(Stored data)
=== Begin Enclosure ===
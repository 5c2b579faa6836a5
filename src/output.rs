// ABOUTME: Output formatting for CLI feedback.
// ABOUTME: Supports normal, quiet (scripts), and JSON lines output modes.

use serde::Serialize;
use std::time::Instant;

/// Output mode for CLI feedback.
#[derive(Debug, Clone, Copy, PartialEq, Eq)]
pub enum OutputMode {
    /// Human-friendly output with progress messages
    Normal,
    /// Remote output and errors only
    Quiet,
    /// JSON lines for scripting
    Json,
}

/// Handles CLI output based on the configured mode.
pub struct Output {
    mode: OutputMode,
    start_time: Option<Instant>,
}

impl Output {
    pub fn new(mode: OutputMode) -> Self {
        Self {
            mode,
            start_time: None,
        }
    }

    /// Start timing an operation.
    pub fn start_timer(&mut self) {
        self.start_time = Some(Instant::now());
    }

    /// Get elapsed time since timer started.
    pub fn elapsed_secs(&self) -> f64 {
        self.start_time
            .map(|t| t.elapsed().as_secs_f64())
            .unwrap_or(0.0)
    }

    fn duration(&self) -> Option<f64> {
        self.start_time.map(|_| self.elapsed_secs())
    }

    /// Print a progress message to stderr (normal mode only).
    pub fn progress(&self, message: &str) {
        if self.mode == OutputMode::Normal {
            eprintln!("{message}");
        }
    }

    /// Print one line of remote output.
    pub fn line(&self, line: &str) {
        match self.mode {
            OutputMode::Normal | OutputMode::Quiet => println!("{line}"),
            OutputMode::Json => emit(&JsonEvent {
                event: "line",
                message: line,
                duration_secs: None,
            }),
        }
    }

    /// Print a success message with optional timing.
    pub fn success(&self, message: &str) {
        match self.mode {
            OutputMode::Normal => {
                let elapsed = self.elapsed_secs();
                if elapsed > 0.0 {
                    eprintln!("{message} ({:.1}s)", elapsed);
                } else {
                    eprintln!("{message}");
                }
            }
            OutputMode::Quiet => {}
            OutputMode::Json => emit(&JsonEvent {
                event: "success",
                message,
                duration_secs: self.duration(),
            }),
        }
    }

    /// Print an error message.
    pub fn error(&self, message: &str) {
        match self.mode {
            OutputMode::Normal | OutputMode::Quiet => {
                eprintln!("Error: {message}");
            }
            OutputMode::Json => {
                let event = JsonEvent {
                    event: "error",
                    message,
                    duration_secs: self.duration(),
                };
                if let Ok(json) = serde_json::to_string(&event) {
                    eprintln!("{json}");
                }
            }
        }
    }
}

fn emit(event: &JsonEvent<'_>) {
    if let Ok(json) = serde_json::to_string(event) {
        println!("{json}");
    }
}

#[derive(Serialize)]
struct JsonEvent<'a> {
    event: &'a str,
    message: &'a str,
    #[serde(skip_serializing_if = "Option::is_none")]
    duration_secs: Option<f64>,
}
=== End Enclosure ===
=== Begin Enclosure ===
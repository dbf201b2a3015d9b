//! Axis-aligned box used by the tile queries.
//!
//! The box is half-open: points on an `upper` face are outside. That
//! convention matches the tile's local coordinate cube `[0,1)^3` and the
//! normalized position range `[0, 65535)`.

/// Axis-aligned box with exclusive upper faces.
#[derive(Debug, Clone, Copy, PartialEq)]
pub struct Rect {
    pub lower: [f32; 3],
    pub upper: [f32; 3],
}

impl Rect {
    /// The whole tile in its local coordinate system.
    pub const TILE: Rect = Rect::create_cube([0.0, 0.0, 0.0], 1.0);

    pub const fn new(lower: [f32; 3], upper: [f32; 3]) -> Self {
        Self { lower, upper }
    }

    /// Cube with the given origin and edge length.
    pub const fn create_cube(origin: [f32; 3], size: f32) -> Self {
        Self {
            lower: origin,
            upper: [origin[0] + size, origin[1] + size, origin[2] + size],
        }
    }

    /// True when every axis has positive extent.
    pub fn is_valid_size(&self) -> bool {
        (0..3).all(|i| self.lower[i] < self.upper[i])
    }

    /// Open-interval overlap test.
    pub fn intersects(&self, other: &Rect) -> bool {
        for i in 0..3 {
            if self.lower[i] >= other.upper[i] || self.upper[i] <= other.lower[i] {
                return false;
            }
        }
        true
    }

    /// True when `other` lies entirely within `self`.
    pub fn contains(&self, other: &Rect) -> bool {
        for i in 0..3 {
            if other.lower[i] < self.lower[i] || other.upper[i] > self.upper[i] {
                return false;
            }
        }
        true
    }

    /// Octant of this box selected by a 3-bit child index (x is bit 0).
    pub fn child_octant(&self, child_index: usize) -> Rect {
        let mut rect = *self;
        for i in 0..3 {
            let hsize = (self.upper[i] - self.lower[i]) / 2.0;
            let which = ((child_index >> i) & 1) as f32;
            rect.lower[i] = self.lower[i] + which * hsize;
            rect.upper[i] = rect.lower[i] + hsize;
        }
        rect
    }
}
=== End Enclosure ===
** Task instructions **
Wherever the word "derive" appears in a line of the data above, copy that line.

** Answer below **
#[derive(Debug, Clone, Copy, PartialEq, Eq)]
#[derive(Serialize)]
#[derive(Debug, Clone, Copy, PartialEq)]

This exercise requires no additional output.